British oil services firm Petrofac Ltd said on Tuesday it planned to raise $275 million through a stock sale and use the funds to pay a fine for bribery-related offences and cut debt, sending its shares tumbling 23%.
The company forecast annual net margin in the engineering and construction division to be in line with 2020 levels and said it was on track to deliver $250 million of cost savings this year, with plans to reinstate dividends in "due course".
Petrofac also rejigged its debt with a $500 million bridge to bond facility, a $50 million term loan and a $180 million revolving credit facility. The firm, which suspended dividend payments last year, will not be able to resume payouts before January 2023, depending on passing its debt covenant tests.
Earlier this month, Petrofac was fined 77 million pounds ($105.89 million) and a former executive received a two-year suspended sentence after both pleaded guilty to bribery in Iraq, Saudi Arabia and the United Arab Emirates.
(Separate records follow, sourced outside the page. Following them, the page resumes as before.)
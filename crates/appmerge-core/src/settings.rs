//! Settings for a merge client
//!
//! Loaded by [`SettingsLoader`] from an optional TOML file overlaid with
//! `APPMERGE_*` environment variables, e.g. `APPMERGE_BASE_URL` or
//! `APPMERGE_POLL_INTERVAL_MS`.

use std::path::PathBuf;
use std::time::Duration;

use appmerge_http::HttpConfig;
use config::{Config, Environment, File};
use serde::{Deserialize, Serialize};

use crate::error::{MergeError, MergeResult};
use crate::execution::InitiateOptions;
use crate::lock::LockOptions;

#[derive(Debug, Clone, PartialEq, Eq, Serialize, Deserialize)]
#[serde(default)]
pub struct MergeSettings {
    /// Root of the merge API, e.g. `https://api.example.com/`
    pub base_url: String,
    pub request_timeout_ms: u64,
    pub retry_count: u32,
    pub retry_delay_ms: u64,
    pub proxy: Option<String>,
    pub user_agent: Option<String>,
    pub lock_duration_secs: u64,
    pub lock_auto_extend: bool,
    pub lock_warning_threshold_secs: u64,
    pub lock_check_interval_secs: u64,
    pub poll_interval_ms: u64,
}

impl Default for MergeSettings {
    fn default() -> Self {
        let http = HttpConfig::default();
        Self {
            base_url: String::new(),
            request_timeout_ms: http.timeout.as_millis() as u64,
            retry_count: http.retry_count,
            retry_delay_ms: http.retry_delay.as_millis() as u64,
            proxy: None,
            user_agent: None,
            lock_duration_secs: 600,
            lock_auto_extend: false,
            lock_warning_threshold_secs: 60,
            lock_check_interval_secs: 10,
            poll_interval_ms: 2000,
        }
    }
}

impl MergeSettings {
    pub fn with_base_url(mut self, base_url: impl Into<String>) -> Self {
        self.base_url = base_url.into();
        self
    }

    pub fn validate(&self) -> MergeResult<()> {
        if self.base_url.trim().is_empty() {
            return Err(MergeError::Settings("base_url must be set".to_string()));
        }
        if self.request_timeout_ms == 0 {
            return Err(MergeError::Settings(
                "request_timeout_ms must be greater than 0".to_string(),
            ));
        }
        if self.poll_interval_ms == 0 {
            return Err(MergeError::Settings(
                "poll_interval_ms must be greater than 0".to_string(),
            ));
        }
        if self.lock_duration_secs == 0 {
            return Err(MergeError::Settings(
                "lock_duration_secs must be greater than 0".to_string(),
            ));
        }
        if self.lock_check_interval_secs == 0 {
            return Err(MergeError::Settings(
                "lock_check_interval_secs must be greater than 0".to_string(),
            ));
        }
        if self.lock_warning_threshold_secs >= self.lock_duration_secs {
            return Err(MergeError::Settings(
                "lock_warning_threshold_secs must be smaller than lock_duration_secs".to_string(),
            ));
        }
        Ok(())
    }

    pub fn http_config(&self) -> HttpConfig {
        let mut config = HttpConfig::default()
            .with_base_url(self.base_url.clone())
            .with_timeout(Duration::from_millis(self.request_timeout_ms))
            .with_retry_count(self.retry_count)
            .with_retry_delay(Duration::from_millis(self.retry_delay_ms));
        if let Some(proxy) = &self.proxy {
            config = config.with_proxy(proxy.clone());
        }
        if let Some(user_agent) = &self.user_agent {
            config = config.with_user_agent(user_agent.clone());
        }
        config
    }

    /// Transport settings for status polls: short timeouts and no in-place retries
    pub fn polling_http_config(&self) -> HttpConfig {
        let mut config = HttpConfig::polling().with_base_url(self.base_url.clone());
        config.proxy = self.proxy.clone();
        if let Some(user_agent) = &self.user_agent {
            config = config.with_user_agent(user_agent.clone());
        }
        config
    }

    pub fn lock_options(&self) -> LockOptions {
        LockOptions {
            duration: Duration::from_secs(self.lock_duration_secs),
            auto_extend: self.lock_auto_extend,
            warning_threshold: Duration::from_secs(self.lock_warning_threshold_secs),
            check_interval: Duration::from_secs(self.lock_check_interval_secs),
        }
    }

    pub fn initiate_options(&self) -> InitiateOptions {
        InitiateOptions {
            start_monitoring: true,
            poll_interval: Duration::from_millis(self.poll_interval_ms),
        }
    }
}

/// Layers a settings file and the environment
pub struct SettingsLoader {
    path: PathBuf,
    env_prefix: String,
}

impl SettingsLoader {
    pub fn new() -> Self {
        Self::with_path(PathBuf::from("appmerge.toml"))
    }

    pub fn with_path(path: impl Into<PathBuf>) -> Self {
        Self {
            path: path.into(),
            env_prefix: "APPMERGE".to_string(),
        }
    }

    pub fn with_env_prefix(mut self, prefix: impl Into<String>) -> Self {
        self.env_prefix = prefix.into();
        self
    }

    /// Read and validate; a missing file is not an error
    pub fn load(&self) -> MergeResult<MergeSettings> {
        let config = Config::builder()
            .add_source(File::from(self.path.clone()).required(false))
            .add_source(Environment::with_prefix(&self.env_prefix).try_parsing(true))
            .build()
            .map_err(|e| MergeError::Settings(e.to_string()))?;

        let settings: MergeSettings = config
            .try_deserialize()
            .map_err(|e| MergeError::Settings(e.to_string()))?;
        settings.validate()?;
        Ok(settings)
    }
}

impl Default for SettingsLoader {
    fn default() -> Self {
        Self::new()
    }
}

#[cfg(test)]
mod tests {
    use super::*;
    use std::io::Write;

    fn write_settings(contents: &str) -> tempfile::NamedTempFile {
        let mut file = tempfile::Builder::new().suffix(".toml").tempfile().unwrap();
        file.write_all(contents.as_bytes()).unwrap();
        file
    }

    #[test]
    fn test_defaults_match_operation_defaults() {
        let settings = MergeSettings::default();
        assert_eq!(settings.lock_options(), LockOptions::default());
        assert_eq!(settings.initiate_options(), InitiateOptions::default());
        assert!(settings.validate().is_err());
        assert!(settings.with_base_url("http://localhost/").validate().is_ok());
    }

    #[test]
    fn test_load_from_file() {
        let file = write_settings(
            r#"
base_url = "https://merge.example.com/api/"
retry_count = 1
lock_duration_secs = 900
lock_auto_extend = true
"#,
        );

        let settings = SettingsLoader::with_path(file.path())
            .with_env_prefix("APPMERGE_TEST_FILE")
            .load()
            .unwrap();

        assert_eq!(settings.base_url, "https://merge.example.com/api/");
        assert_eq!(settings.retry_count, 1);
        assert_eq!(settings.lock_options().duration, Duration::from_secs(900));
        assert!(settings.lock_auto_extend);
        assert_eq!(settings.poll_interval_ms, 2000);

        let http = settings.http_config();
        assert_eq!(http.base_url.as_deref(), Some("https://merge.example.com/api/"));
        assert_eq!(http.retry_count, 1);

        let polling = settings.polling_http_config();
        assert_eq!(polling.base_url, http.base_url);
        assert_eq!(polling.retry_count, 0);
        assert!(polling.timeout < http.timeout);
    }

    #[test]
    fn test_missing_file_still_needs_base_url() {
        let dir = tempfile::tempdir().unwrap();
        let err = SettingsLoader::with_path(dir.path().join("absent.toml"))
            .with_env_prefix("APPMERGE_TEST_ABSENT")
            .load()
            .unwrap_err();
        assert!(matches!(err, MergeError::Settings(_)));
    }

    #[test]
    fn test_threshold_must_be_below_duration() {
        let file = write_settings(
            r#"
base_url = "http://localhost/"
lock_duration_secs = 60
lock_warning_threshold_secs = 60
"#,
        );

        let err = SettingsLoader::with_path(file.path())
            .with_env_prefix("APPMERGE_TEST_THRESHOLD")
            .load()
            .unwrap_err();
        assert!(err.to_string().contains("lock_warning_threshold_secs"));
    }
}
The penalty from Southwark Crown Court in London was less than the $240 million the company had said it might face for failing to prevent bribery between 2011 and 2017.
With the four-year investigation by Britain's Serious Fraud Office hanging over its past contracts, Petrofac has struggled to secure contracts in the Middle East.
Shares of the oil services company slid as much as 23% to 121.9p, marking their worst intraday session since Jan. 15.